### WHAT IS BEING ASKED
Reproduce the whole listing, character for character.

### EXERCISE MATERIAL
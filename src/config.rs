//! Booster configuration.

use std::time::Duration;

use serde::{Deserialize, Serialize};

use crate::protocol::Encoding;

/// Runtime configuration of a booster node.
#[derive(Debug, Clone)]
pub struct BoosterConfig {
    /// Port of the SOCKS5 proxy
    pub proxy_port: u16,
    /// Port of the booster protocol listener
    pub booster_port: u16,
    /// Time allowed between heartbeats before a link is closed
    pub heartbeat_ttl: Duration,
    /// Time allowed for a SOCKS5 command to be set up
    pub request_timeout: Duration,
    /// Connect timeout of direct dials
    pub dial_timeout: Duration,
    /// TCP keep-alive of direct dials
    pub keep_alive: Duration,
    /// Encoding of outgoing packets
    pub encoding: Encoding,
    /// Send SOCKS5 reply frames
    pub socks5_replies: bool,
}

impl BoosterConfig {
    /// Defaults for a node listening on the given ports.
    pub fn new(proxy_port: u16, booster_port: u16) -> Self {
        Self {
            proxy_port,
            booster_port,
            heartbeat_ttl: Duration::from_secs(4),
            request_timeout: Duration::from_secs(10),
            dial_timeout: Duration::from_secs(30),
            keep_alive: Duration::from_secs(30),
            encoding: Encoding::Json,
            socks5_replies: true,
        }
    }

    /// Validate the configuration.
    pub fn validate(&self) -> Result<(), String> {
        if self.proxy_port == self.booster_port {
            return Err("proxy_port and booster_port must differ".into());
        }
        if self.heartbeat_ttl < Duration::from_millis(10) {
            return Err("heartbeat_ttl must be at least 10ms".into());
        }
        for (name, d) in [
            ("request_timeout", self.request_timeout),
            ("dial_timeout", self.dial_timeout),
            ("keep_alive", self.keep_alive),
        ] {
            if d.is_zero() {
                return Err(format!("{} cannot be zero", name));
            }
        }
        if self.encoding != Encoding::Json {
            return Err("only the json encoding is implemented".into());
        }
        Ok(())
    }

    /// Interval between outgoing heartbeats.
    pub fn heartbeat_interval(&self) -> Duration {
        self.heartbeat_ttl / 2
    }
}

impl Default for BoosterConfig {
    fn default() -> Self {
        Self::new(crate::DEFAULT_PROXY_PORT, crate::DEFAULT_BOOSTER_PORT)
    }
}

/// Configuration file format for serialization.
#[derive(Debug, Serialize, Deserialize)]
pub struct BoosterConfigFile {
    pub proxy_port: u16,
    pub booster_port: u16,
    /// Heartbeat TTL (milliseconds)
    pub heartbeat_ttl_ms: u64,
    /// SOCKS5 request timeout (seconds)
    pub request_timeout_secs: u64,
    /// Direct dial timeout (seconds)
    pub dial_timeout_secs: u64,
    /// TCP keep-alive (seconds)
    pub keep_alive_secs: u64,
    /// "json" or "protobuf"
    pub encoding: String,
    pub socks5_replies: bool,
    /// Boosters to wire to at startup (host:port of their booster listener)
    #[serde(default)]
    pub peers: Vec<String>,
}

impl BoosterConfigFile {
    /// Convert to runtime configuration.
    pub fn to_config(&self) -> Result<BoosterConfig, String> {
        let encoding = match self.encoding.as_str() {
            "json" => Encoding::Json,
            "protobuf" => Encoding::Protobuf,
            other => return Err(format!("unknown encoding: {}", other)),
        };

        Ok(BoosterConfig {
            proxy_port: self.proxy_port,
            booster_port: self.booster_port,
            heartbeat_ttl: Duration::from_millis(self.heartbeat_ttl_ms),
            request_timeout: Duration::from_secs(self.request_timeout_secs),
            dial_timeout: Duration::from_secs(self.dial_timeout_secs),
            keep_alive: Duration::from_secs(self.keep_alive_secs),
            encoding,
            socks5_replies: self.socks5_replies,
        })
    }

    /// Create from runtime configuration.
    pub fn from_config(config: &BoosterConfig) -> Self {
        Self {
            proxy_port: config.proxy_port,
            booster_port: config.booster_port,
            heartbeat_ttl_ms: config.heartbeat_ttl.as_millis() as u64,
            request_timeout_secs: config.request_timeout.as_secs(),
            dial_timeout_secs: config.dial_timeout.as_secs(),
            keep_alive_secs: config.keep_alive.as_secs(),
            encoding: match config.encoding {
                Encoding::Json => "json",
                Encoding::Protobuf => "protobuf",
            }
            .to_string(),
            socks5_replies: config.socks5_replies,
            peers: Vec::new(),
        }
    }
}

#[cfg(test)]
mod tests {
    use super::*;

    #[test]
    fn test_defaults() {
        let config = BoosterConfig::new(1080, 4884);
        assert!(config.validate().is_ok());
        assert_eq!(config.heartbeat_ttl, Duration::from_secs(4));
        assert_eq!(config.heartbeat_interval(), Duration::from_secs(2));
        assert_eq!(config.request_timeout, Duration::from_secs(10));
        assert!(config.socks5_replies);
    }

    #[test]
    fn test_config_file_roundtrip() {
        let mut config = BoosterConfig::new(1080, 4884);
        config.heartbeat_ttl = Duration::from_millis(1500);

        let file = BoosterConfigFile::from_config(&config);
        let text = toml::to_string_pretty(&file).unwrap();
        let parsed: BoosterConfigFile = toml::from_str(&text).unwrap();
        let restored = parsed.to_config().unwrap();

        assert_eq!(restored.proxy_port, 1080);
        assert_eq!(restored.heartbeat_ttl, Duration::from_millis(1500));
        assert_eq!(restored.encoding, Encoding::Json);
        assert!(parsed.peers.is_empty());
    }

    #[test]
    fn test_validation() {
        assert!(BoosterConfig::new(1080, 1080).validate().is_err());

        let mut config = BoosterConfig::new(1080, 4884);
        config.encoding = Encoding::Protobuf;
        assert!(config.validate().is_err());

        let mut config = BoosterConfig::new(1080, 4884);
        config.dial_timeout = Duration::ZERO;
        assert!(config.validate().is_err());
    }

    #[test]
    fn test_unknown_encoding() {
        let mut file = BoosterConfigFile::from_config(&BoosterConfig::default());
        file.encoding = "xml".into();
        assert!(file.to_config().is_err());
    }
}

### ANSWER TO THE PROBLEM
filename src/config.rs
//! Booster configuration.

use std::time::Duration;

use serde::{Deserialize, Serialize};

use crate::protocol::Encoding;

/// Runtime configuration of a booster node.
#[derive(Debug, Clone)]
pub struct BoosterConfig {
    /// Port of the SOCKS5 proxy
    pub proxy_port: u16,
    /// Port of the booster protocol listener
    pub booster_port: u16,
    /// Time allowed between heartbeats before a link is closed
    pub heartbeat_ttl: Duration,
    /// Time allowed for a SOCKS5 command to be set up
    pub request_timeout: Duration,
    /// Connect timeout of direct dials
    pub dial_timeout: Duration,
    /// TCP keep-alive of direct dials
    pub keep_alive: Duration,
    /// Encoding of outgoing packets
    pub encoding: Encoding,
    /// Send SOCKS5 reply frames
    pub socks5_replies: bool,
}

impl BoosterConfig {
    /// Defaults for a node listening on the given ports.
    pub fn new(proxy_port: u16, booster_port: u16) -> Self {
        Self {
            proxy_port,
            booster_port,
            heartbeat_ttl: Duration::from_secs(4),
            request_timeout: Duration::from_secs(10),
            dial_timeout: Duration::from_secs(30),
            keep_alive: Duration::from_secs(30),
            encoding: Encoding::Json,
            socks5_replies: true,
        }
    }

    /// Validate the configuration.
    pub fn validate(&self) -> Result<(), String> {
        if self.proxy_port == self.booster_port {
            return Err("proxy_port and booster_port must differ".into());
        }
        if self.heartbeat_ttl < Duration::from_millis(10) {
            return Err("heartbeat_ttl must be at least 10ms".into());
        }
        for (name, d) in [
            ("request_timeout", self.request_timeout),
            ("dial_timeout", self.dial_timeout),
            ("keep_alive", self.keep_alive),
        ] {
            if d.is_zero() {
                return Err(format!("{} cannot be zero", name));
            }
        }
        if self.encoding != Encoding::Json {
            return Err("only the json encoding is implemented".into());
        }
        Ok(())
    }

    /// Interval between outgoing heartbeats.
    pub fn heartbeat_interval(&self) -> Duration {
        self.heartbeat_ttl / 2
    }
}

impl Default for BoosterConfig {
    fn default() -> Self {
        Self::new(crate::DEFAULT_PROXY_PORT, crate::DEFAULT_BOOSTER_PORT)
    }
}

/// Configuration file format for serialization.
#[derive(Debug, Serialize, Deserialize)]
pub struct BoosterConfigFile {
    pub proxy_port: u16,
    pub booster_port: u16,
    /// Heartbeat TTL (milliseconds)
    pub heartbeat_ttl_ms: u64,
    /// SOCKS5 request timeout (seconds)
    pub request_timeout_secs: u64,
    /// Direct dial timeout (seconds)
    pub dial_timeout_secs: u64,
    /// TCP keep-alive (seconds)
    pub keep_alive_secs: u64,
    /// "json" or "protobuf"
    pub encoding: String,
    pub socks5_replies: bool,
    /// Boosters to wire to at startup (host:port of their booster listener)
    #[serde(default)]
    pub peers: Vec<String>,
}

impl BoosterConfigFile {
    /// Convert to runtime configuration.
    pub fn to_config(&self) -> Result<BoosterConfig, String> {
        let encoding = match self.encoding.as_str() {
            "json" => Encoding::Json,
            "protobuf" => Encoding::Protobuf,
            other => return Err(format!("unknown encoding: {}", other)),
        };

        Ok(BoosterConfig {
            proxy_port: self.proxy_port,
            booster_port: self.booster_port,
            heartbeat_ttl: Duration::from_millis(self.heartbeat_ttl_ms),
            request_timeout: Duration::from_secs(self.request_timeout_secs),
            dial_timeout: Duration::from_secs(self.dial_timeout_secs),
            keep_alive: Duration::from_secs(self.keep_alive_secs),
            encoding,
            socks5_replies: self.socks5_replies,
        })
    }

    /// Create from runtime configuration.
    pub fn from_config(config: &BoosterConfig) -> Self {
        Self {
            proxy_port: config.proxy_port,
            booster_port: config.booster_port,
            heartbeat_ttl_ms: config.heartbeat_ttl.as_millis() as u64,
            request_timeout_secs: config.request_timeout.as_secs(),
            dial_timeout_secs: config.dial_timeout.as_secs(),
            keep_alive_secs: config.keep_alive.as_secs(),
            encoding: match config.encoding {
                Encoding::Json => "json",
                Encoding::Protobuf => "protobuf",
            }
            .to_string(),
            socks5_replies: config.socks5_replies,
            peers: Vec::new(),
        }
    }
}

#[cfg(test)]
mod tests {
    use super::*;

    #[test]
    fn test_defaults() {
        let config = BoosterConfig::new(1080, 4884);
        assert!(config.validate().is_ok());
        assert_eq!(config.heartbeat_ttl, Duration::from_secs(4));
        assert_eq!(config.heartbeat_interval(), Duration::from_secs(2));
        assert_eq!(config.request_timeout, Duration::from_secs(10));
        assert!(config.socks5_replies);
    }

    #[test]
    fn test_config_file_roundtrip() {
        let mut config = BoosterConfig::new(1080, 4884);
        config.heartbeat_ttl = Duration::from_millis(1500);

        let file = BoosterConfigFile::from_config(&config);
        let text = toml::to_string_pretty(&file).unwrap();
        let parsed: BoosterConfigFile = toml::from_str(&text).unwrap();
        let restored = parsed.to_config().unwrap();

        assert_eq!(restored.proxy_port, 1080);
        assert_eq!(restored.heartbeat_ttl, Duration::from_millis(1500));
        assert_eq!(restored.encoding, Encoding::Json);
        assert!(parsed.peers.is_empty());
    }

    #[test]
    fn test_validation() {
        assert!(BoosterConfig::new(1080, 1080).validate().is_err());

        let mut config = BoosterConfig::new(1080, 4884);
        config.encoding = Encoding::Protobuf;
        assert!(config.validate().is_err());

        let mut config = BoosterConfig::new(1080, 4884);
        config.dial_timeout = Duration::ZERO;
        assert!(config.validate().is_err());
    }

    #[test]
    fn test_unknown_encoding() {
        let mut file = BoosterConfigFile::from_config(&BoosterConfig::default());
        file.encoding = "xml".into();
        assert!(file.to_config().is_err());
    }
}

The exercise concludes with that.